DATA SHOWN START
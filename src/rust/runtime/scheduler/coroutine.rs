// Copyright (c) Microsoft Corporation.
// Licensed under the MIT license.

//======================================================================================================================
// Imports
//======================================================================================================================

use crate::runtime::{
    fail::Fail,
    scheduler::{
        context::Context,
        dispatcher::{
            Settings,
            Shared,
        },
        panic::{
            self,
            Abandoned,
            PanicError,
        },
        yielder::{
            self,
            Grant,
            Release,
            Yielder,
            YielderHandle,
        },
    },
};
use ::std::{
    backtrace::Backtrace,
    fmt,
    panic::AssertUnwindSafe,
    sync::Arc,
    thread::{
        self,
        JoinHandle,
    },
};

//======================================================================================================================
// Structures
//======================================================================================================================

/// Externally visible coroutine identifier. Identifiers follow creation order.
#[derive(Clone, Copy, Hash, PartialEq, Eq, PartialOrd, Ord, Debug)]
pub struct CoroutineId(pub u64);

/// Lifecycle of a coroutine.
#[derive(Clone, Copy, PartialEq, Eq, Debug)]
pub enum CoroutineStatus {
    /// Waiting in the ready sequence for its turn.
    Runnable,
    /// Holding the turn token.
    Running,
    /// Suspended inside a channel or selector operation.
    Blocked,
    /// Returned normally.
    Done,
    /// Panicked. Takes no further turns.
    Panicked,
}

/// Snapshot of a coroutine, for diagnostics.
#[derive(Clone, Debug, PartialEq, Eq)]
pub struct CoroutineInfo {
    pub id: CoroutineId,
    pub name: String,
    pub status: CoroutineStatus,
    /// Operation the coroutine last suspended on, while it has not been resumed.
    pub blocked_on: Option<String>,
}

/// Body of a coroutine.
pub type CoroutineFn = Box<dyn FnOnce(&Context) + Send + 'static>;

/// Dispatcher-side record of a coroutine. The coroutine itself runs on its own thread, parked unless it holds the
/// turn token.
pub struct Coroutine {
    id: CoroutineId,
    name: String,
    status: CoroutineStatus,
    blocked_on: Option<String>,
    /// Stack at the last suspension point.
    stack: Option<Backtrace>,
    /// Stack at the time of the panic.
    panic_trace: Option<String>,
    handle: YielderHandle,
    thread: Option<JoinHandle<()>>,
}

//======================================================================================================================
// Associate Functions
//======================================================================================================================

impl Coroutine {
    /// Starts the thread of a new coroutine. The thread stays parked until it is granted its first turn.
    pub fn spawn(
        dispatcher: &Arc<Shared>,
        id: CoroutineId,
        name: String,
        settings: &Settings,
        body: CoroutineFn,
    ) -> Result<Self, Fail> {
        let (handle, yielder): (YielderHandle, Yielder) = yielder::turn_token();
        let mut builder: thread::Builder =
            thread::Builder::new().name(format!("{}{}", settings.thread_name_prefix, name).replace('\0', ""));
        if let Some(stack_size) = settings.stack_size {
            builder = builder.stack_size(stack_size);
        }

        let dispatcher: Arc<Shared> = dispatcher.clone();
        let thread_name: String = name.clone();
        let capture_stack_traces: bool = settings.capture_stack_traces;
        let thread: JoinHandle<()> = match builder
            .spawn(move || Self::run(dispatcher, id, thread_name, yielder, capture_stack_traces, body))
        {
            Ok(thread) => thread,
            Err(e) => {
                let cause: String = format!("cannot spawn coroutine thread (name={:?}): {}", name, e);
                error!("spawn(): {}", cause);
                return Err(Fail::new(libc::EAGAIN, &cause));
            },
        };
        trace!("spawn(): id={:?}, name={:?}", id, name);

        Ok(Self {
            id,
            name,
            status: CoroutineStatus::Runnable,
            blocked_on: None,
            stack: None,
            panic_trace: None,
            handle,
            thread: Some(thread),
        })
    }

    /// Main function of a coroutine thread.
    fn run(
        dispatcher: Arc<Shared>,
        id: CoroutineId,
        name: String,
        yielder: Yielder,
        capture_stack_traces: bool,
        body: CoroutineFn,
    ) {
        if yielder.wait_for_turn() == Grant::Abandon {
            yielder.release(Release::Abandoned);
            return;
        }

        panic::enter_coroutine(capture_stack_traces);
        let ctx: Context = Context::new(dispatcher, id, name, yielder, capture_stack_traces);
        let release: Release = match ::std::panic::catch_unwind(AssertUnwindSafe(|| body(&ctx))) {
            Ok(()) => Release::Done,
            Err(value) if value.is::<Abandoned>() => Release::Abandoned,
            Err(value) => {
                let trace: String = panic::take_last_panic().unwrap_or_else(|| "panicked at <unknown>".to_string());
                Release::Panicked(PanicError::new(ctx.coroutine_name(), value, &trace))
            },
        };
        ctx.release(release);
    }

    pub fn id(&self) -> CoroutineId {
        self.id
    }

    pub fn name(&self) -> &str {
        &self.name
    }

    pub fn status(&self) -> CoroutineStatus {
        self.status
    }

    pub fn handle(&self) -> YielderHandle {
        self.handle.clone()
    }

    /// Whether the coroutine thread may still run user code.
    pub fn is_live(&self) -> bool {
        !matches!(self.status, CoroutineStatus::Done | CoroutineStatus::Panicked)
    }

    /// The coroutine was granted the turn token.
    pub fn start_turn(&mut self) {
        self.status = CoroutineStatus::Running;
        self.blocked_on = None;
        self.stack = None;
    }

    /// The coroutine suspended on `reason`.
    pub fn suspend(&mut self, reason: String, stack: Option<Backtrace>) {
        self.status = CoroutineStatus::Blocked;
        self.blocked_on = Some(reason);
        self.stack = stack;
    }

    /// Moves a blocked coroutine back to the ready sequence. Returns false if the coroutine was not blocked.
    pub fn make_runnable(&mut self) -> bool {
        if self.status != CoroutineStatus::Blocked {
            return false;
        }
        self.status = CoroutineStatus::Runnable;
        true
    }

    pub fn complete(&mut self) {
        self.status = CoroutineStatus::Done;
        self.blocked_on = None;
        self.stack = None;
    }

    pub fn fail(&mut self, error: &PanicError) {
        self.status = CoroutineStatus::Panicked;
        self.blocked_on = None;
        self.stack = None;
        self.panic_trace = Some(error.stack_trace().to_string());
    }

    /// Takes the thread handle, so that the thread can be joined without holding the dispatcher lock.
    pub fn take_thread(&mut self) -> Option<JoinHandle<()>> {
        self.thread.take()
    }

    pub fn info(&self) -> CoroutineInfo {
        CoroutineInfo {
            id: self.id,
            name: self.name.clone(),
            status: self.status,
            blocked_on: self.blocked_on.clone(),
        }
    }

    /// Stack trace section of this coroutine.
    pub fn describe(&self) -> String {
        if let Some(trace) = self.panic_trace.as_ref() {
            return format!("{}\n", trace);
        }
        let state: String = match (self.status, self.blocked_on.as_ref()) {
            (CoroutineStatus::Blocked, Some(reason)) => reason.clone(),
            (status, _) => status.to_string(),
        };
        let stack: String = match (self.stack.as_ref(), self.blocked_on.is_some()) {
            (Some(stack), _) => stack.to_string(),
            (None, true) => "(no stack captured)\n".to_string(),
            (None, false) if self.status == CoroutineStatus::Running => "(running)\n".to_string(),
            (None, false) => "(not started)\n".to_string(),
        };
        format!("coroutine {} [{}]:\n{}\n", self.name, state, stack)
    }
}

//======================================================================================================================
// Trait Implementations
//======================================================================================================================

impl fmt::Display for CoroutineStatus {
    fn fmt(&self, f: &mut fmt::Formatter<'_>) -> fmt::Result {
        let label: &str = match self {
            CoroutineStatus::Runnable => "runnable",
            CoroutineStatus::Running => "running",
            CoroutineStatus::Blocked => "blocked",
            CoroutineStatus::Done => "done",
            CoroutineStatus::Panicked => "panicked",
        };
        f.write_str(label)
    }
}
DATA SHOWN END
DATA SHOWN START
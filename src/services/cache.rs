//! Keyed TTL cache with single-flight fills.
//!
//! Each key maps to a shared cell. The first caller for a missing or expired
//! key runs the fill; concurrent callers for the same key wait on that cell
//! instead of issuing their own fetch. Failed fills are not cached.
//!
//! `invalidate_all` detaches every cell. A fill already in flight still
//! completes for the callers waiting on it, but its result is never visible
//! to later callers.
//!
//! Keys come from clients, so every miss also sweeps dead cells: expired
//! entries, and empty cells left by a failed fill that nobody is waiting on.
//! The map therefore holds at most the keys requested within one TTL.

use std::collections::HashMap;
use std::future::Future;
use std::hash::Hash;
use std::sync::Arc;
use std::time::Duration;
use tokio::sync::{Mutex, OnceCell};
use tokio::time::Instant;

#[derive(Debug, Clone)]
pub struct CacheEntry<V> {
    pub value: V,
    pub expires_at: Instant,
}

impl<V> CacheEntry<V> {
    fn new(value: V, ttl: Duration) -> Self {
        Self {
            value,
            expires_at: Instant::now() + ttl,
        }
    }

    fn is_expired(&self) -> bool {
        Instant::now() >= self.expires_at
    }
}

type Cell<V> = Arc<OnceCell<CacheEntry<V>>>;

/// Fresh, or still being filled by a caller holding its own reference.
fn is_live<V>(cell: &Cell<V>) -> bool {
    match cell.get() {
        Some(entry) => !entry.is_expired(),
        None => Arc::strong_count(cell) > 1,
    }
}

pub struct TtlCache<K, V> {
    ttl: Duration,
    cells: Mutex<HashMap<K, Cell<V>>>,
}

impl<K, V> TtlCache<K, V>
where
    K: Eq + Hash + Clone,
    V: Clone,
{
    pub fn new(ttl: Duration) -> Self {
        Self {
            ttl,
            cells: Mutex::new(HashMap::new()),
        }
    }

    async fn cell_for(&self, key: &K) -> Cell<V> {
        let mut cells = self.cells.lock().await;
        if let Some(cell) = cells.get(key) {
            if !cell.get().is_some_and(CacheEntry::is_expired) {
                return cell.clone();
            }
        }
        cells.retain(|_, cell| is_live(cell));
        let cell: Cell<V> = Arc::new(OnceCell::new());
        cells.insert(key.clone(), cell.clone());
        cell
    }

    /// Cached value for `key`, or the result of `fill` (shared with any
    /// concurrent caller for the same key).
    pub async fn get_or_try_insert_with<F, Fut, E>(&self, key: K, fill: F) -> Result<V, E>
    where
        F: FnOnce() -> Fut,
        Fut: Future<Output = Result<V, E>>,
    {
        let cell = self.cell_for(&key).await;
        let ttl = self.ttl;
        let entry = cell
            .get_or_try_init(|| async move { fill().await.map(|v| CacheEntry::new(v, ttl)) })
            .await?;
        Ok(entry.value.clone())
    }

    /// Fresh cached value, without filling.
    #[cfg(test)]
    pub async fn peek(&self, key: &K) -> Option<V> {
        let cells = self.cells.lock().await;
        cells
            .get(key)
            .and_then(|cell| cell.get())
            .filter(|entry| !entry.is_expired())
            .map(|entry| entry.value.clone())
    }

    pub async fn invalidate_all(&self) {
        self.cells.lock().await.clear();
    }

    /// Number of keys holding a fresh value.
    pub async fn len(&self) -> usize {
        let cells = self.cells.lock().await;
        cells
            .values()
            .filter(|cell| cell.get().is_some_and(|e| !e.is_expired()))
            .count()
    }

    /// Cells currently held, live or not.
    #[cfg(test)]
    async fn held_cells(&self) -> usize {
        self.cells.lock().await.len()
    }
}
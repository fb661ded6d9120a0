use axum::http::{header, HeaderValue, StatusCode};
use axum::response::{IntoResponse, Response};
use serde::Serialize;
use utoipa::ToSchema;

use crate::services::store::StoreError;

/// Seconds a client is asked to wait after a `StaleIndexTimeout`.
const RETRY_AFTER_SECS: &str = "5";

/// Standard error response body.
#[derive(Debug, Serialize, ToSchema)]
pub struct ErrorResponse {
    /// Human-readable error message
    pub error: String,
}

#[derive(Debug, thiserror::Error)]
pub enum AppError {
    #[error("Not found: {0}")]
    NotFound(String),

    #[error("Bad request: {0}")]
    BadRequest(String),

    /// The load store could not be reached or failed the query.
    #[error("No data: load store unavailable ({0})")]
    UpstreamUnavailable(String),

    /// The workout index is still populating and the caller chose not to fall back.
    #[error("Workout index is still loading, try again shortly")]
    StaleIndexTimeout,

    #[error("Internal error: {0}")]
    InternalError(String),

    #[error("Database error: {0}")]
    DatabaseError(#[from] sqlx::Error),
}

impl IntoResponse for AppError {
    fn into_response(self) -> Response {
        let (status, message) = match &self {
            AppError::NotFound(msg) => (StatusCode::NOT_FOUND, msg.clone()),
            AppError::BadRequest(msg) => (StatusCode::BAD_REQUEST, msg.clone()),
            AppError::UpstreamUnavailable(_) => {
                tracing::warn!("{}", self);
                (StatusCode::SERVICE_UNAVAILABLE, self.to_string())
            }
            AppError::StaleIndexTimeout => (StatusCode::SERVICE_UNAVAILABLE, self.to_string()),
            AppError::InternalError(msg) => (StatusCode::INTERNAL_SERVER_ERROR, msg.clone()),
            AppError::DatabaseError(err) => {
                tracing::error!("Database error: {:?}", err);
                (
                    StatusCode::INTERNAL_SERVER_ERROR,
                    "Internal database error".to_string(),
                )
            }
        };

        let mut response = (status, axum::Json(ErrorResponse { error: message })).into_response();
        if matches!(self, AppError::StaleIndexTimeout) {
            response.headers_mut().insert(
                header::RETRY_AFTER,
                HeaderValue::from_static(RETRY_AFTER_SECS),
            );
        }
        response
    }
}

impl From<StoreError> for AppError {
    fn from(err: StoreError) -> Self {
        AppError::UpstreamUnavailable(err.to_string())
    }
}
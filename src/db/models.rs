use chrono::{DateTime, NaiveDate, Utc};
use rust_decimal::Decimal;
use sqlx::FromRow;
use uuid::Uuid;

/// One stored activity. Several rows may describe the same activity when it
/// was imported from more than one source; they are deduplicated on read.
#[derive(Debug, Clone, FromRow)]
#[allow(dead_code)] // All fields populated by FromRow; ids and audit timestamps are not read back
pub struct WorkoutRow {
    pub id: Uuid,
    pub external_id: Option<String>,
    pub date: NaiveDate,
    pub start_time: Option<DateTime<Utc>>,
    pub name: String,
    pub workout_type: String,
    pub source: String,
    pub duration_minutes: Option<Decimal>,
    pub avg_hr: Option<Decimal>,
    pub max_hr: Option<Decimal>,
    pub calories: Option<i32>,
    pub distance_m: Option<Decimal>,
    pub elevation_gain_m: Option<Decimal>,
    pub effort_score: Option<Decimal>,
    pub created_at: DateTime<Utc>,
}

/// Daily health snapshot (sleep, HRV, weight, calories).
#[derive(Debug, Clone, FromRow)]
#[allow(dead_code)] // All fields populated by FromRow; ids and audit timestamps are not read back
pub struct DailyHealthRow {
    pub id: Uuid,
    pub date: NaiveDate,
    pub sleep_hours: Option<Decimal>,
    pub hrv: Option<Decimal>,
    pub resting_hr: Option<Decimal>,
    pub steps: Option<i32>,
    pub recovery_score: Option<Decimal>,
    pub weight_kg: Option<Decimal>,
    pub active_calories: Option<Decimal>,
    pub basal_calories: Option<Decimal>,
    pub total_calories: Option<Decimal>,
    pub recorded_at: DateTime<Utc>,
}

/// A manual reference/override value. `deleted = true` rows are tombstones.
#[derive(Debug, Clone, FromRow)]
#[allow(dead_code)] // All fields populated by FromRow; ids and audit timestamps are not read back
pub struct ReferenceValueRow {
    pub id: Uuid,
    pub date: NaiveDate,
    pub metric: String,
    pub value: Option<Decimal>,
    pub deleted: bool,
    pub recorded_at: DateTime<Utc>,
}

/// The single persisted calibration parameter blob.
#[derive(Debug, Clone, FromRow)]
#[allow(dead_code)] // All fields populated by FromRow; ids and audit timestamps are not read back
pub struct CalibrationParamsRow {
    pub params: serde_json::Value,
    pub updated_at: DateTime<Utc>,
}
DATA SHOWN END
WORK REQUIRED: Only lines containing the word "HeaderValue" should appear in the answer, and every such line from the records above must be there.

SOLUTION TO THIS TASK:
use axum::http::{header, HeaderValue, StatusCode};
                HeaderValue::from_static(RETRY_AFTER_SECS),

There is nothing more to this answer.